Internal Audit The Internal Audit department is fully
independent of business operations and has a Group-wide
mandate. It operates a risk-based methodology, ensuring
that the Group’s key risks receive appropriate regular
examination. Its responsibilities also include maintaining
the Key Risk Register and facilitating risk management
and internal control with the Board, Audit Committee
and senior management throughout the Group. Internal
Audit facilitates oversight of risk and control systems of
Group companies through a number of risk committees
established on either a geographic or business basis.
The Head of Internal Audit also attends all Audit
Committee meetings.
External Audit PricewaterhouseCoopers LLP, the
Company’s external auditors, contribute a further
independent perspective on certain aspects of the internal
financial control system arising from their work, and report
to both the Board and the Audit Committee.
The engagement and independence of external auditors
is considered annually by the Audit Committee before they
recommend their selection to the Board. The Committee
has satisfied itself that PricewaterhouseCoopers LLP are
independent and there are adequate controls in place to
safeguard their objectivity. Such measures include the
requirement to rotate audit partners every five years. We
have a non-audit services policy which sets out criteria for
employing external auditors and identifies areas where
it is inappropriate for PricewaterhouseCoopers LLP to work.
Non-audit services work carried out by
PricewaterhouseCoopers LLP is predominantly transaction
work and corporate tax services. PricewaterhouseCoopers
LLP also follow their own ethical guidelines and continually
review their audit team to ensure their independence is not
compromised.
Finance Committee Membership of the Finance
Committee includes Non-executive Directors with relevant
financial expertise, Executive Directors and members of
senior management. The Committee usually meets twice a
year and its role is to review and agree the Finance plan on
an annual basis, to review reports of the Treasury function
and to review and approve Treasury limits and delegations.

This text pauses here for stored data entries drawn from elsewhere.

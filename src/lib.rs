#![allow(clippy::must_use_candidate)]
#![allow(clippy::return_self_not_must_use)]
#![allow(clippy::missing_errors_doc)]
#![allow(clippy::doc_markdown)]
#![allow(clippy::cast_precision_loss)]
#![allow(clippy::uninlined_format_args)]
#![allow(clippy::module_name_repetitions)]

//! Graph-based repository recommendation for social-coding graphs.
//!
//! A [`SocialGraph`] holds typed entities (users, organizations, repositories,
//! languages) joined by observed relations such as stars, contributions and
//! follows. Recommenders are trained on such a graph and rank, for a user,
//! the repositories the user has not interacted with yet.
//!
//! - [`Bigraph`] - user × repository projection with a sparse incidence matrix
//! - [`similarity`] - Jaccard, cosine and linear similarity engines
//! - [`features`] - node and edge features for content and supervised models
//! - [`algo`] - random walks, the supervised random walk objective, L-BFGS, NMF
//! - [`recommend`] - the [`Recommender`](recommend::Recommender) strategies
//! - [`eval`] - train/test split, experiment reports and ranking metrics
//! - [`io`] - JSON-lines loaders for crawled entity data
//!
//! # Example
//!
//! ```rust
//! use stargraph::recommend::{recommend, ItemCf, Recommender};
//! use stargraph::{Entity, SocialGraph};
//! use rand::SeedableRng;
//! use rand_xorshift::XorShiftRng;
//!
//! let mut g = SocialGraph::new_directed();
//! g.add_node(Entity::user(3));
//! g.add_edge(Entity::user(1), Entity::repository(1), Default::default());
//! g.add_edge(Entity::user(1), Entity::repository(2), Default::default());
//! g.add_edge(Entity::user(2), Entity::repository(2), Default::default());
//! g.add_edge(Entity::user(2), Entity::repository(3), Default::default());
//!
//! let model = ItemCf::default().train(&g).unwrap();
//! let mut rng = XorShiftRng::seed_from_u64(0);
//! let top = recommend(model.as_ref(), &Entity::user(1), Some(1), &mut rng).unwrap();
//! assert_eq!(top, vec![Entity::repository(3)]);
//! ```
//!
//! Iterative solvers log through `tracing`; install a subscriber to see
//! convergence warnings and experiment progress.

mod adjacency;
pub mod algo;
mod bigraph;
mod entity;
mod error;
pub mod eval;
pub mod features;
pub mod graph;
pub mod io;
pub mod recommend;
pub mod similarity;
pub mod sparse;

pub use adjacency::AdjacencyMatrix;
pub use bigraph::Bigraph;
pub use entity::{Entity, EntityId, EntityKind};
pub use error::{Error, Result};
pub use graph::{filter_edges, nodes_of_type, Attributes, SocialGraph};
pub use sparse::{CsrMatrix, TripletBuilder};
//! Numeric features for nodes and edges.
//!
//! Node-level sources:
//! - [`NodeFeature`] - fixed attribute keys of users or repositories
//! - [`LanguageVector`] - bag of languages per repository
//! - [`DescriptionVector`] / [`DescriptionTopics`] - tf-idf and NMF topics of descriptions
//! - [`follow_features`] - follower/followee incidence per user
//!
//! Edge-level extractors implement [`EdgeFeature`] and are concatenated by
//! [`CombinedFeature`] into the `E × M` matrix used by the supervised random walk.
//!
//! Missing entities always map to all-zero rows of the expected width.

mod edge;
mod language;
mod node;
mod relation;
mod text;

pub use edge::{
    standardize_columns, CombinedFeature, ConstantFeature, EdgeAttributeFeature, EdgeFeature,
    NodeAttributeFeature, SimilarityFeature,
};
pub use language::LanguageVector;
pub use node::{NodeFeature, REPOSITORY_FEATURE_KEYS, USER_FEATURE_KEYS};
pub use relation::follow_features;
pub use text::{tokenize, DescriptionOptions, DescriptionTopics, DescriptionVector};

use crate::graph::Attributes;
use crate::{EntityId, Error, Result, SocialGraph};
use serde::{Deserialize, Serialize};
use std::collections::{BTreeMap, HashMap};
use std::fmt;
use std::str::FromStr;

/// Loaded entity records keyed by id (accounts or repositories).
pub type EntityTable = HashMap<EntityId, Attributes>;

/// Language name -> byte count, per repository.
pub type LanguageTable = HashMap<EntityId, BTreeMap<String, f64>>;

/// Free-text description per repository.
pub type DescriptionTable = HashMap<EntityId, String>;

/// Feature groups available to the supervised random walk.
#[derive(Debug, Clone, Copy, PartialEq, Eq, Hash, PartialOrd, Ord, Serialize, Deserialize)]
#[serde(rename_all = "lowercase")]
pub enum FeatureType {
    /// Co-interaction structure: the incidence matrix seen from both sides.
    Behavior,
    /// Repository languages and descriptions.
    Content,
    /// Follower and followee sets of users.
    Relation,
    /// Raw account and repository attributes on user–repository edges.
    Attribute,
}

impl FeatureType {
    pub fn as_str(self) -> &'static str {
        match self {
            FeatureType::Behavior => "behavior",
            FeatureType::Content => "content",
            FeatureType::Relation => "relation",
            FeatureType::Attribute => "attribute",
        }
    }
}

impl fmt::Display for FeatureType {
    fn fmt(&self, f: &mut fmt::Formatter<'_>) -> fmt::Result {
        f.write_str(self.as_str())
    }
}

impl FromStr for FeatureType {
    type Err = Error;

    fn from_str(s: &str) -> Result<Self> {
        match s.to_ascii_lowercase().as_str() {
            "behavior" => Ok(FeatureType::Behavior),
            "content" => Ok(FeatureType::Content),
            "relation" => Ok(FeatureType::Relation),
            "attribute" => Ok(FeatureType::Attribute),
            other => Err(Error::UnknownFeatureType(other.to_string())),
        }
    }
}

/// External data the feature groups draw from.
#[derive(Debug, Clone, Default)]
pub struct FeatureSources {
    pub accounts: Option<EntityTable>,
    pub repositories: Option<EntityTable>,
    pub languages: Option<LanguageTable>,
    pub descriptions: Option<DescriptionTable>,
    pub description_options: DescriptionOptions,
    pub follow_graph: Option<SocialGraph>,
}

impl FeatureSources {
    pub fn new() -> Self {
        Self::default()
    }

    pub fn with_accounts(mut self, accounts: EntityTable) -> Self {
        self.accounts = Some(accounts);
        self
    }

    pub fn with_repositories(mut self, repositories: EntityTable) -> Self {
        self.repositories = Some(repositories);
        self
    }

    pub fn with_languages(mut self, languages: LanguageTable) -> Self {
        self.languages = Some(languages);
        self
    }

    pub fn with_descriptions(mut self, descriptions: DescriptionTable) -> Self {
        self.descriptions = Some(descriptions);
        self
    }

    pub fn with_description_options(mut self, options: DescriptionOptions) -> Self {
        self.description_options = options;
        self
    }

    pub fn with_follow_graph(mut self, graph: SocialGraph) -> Self {
        self.follow_graph = Some(graph);
        self
    }
}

Compliance Committee Membership of the Compliance
Committee includes two Executive Directors, the Company
Secretary and members of senior management. It normally
meets six times a year and its remit is to ensure that the
Group complies with all necessary laws and regulations in
all of its operations world-wide. The Committee has
established a schedule for the regular review of operational
activities and legal exposure and it formulates and
monitors the implementation of, and compliance with,
appropriate policies.
Every International business in the Group also has a local
Compliance Committee designed to ensure compliance
with their local laws and regulations.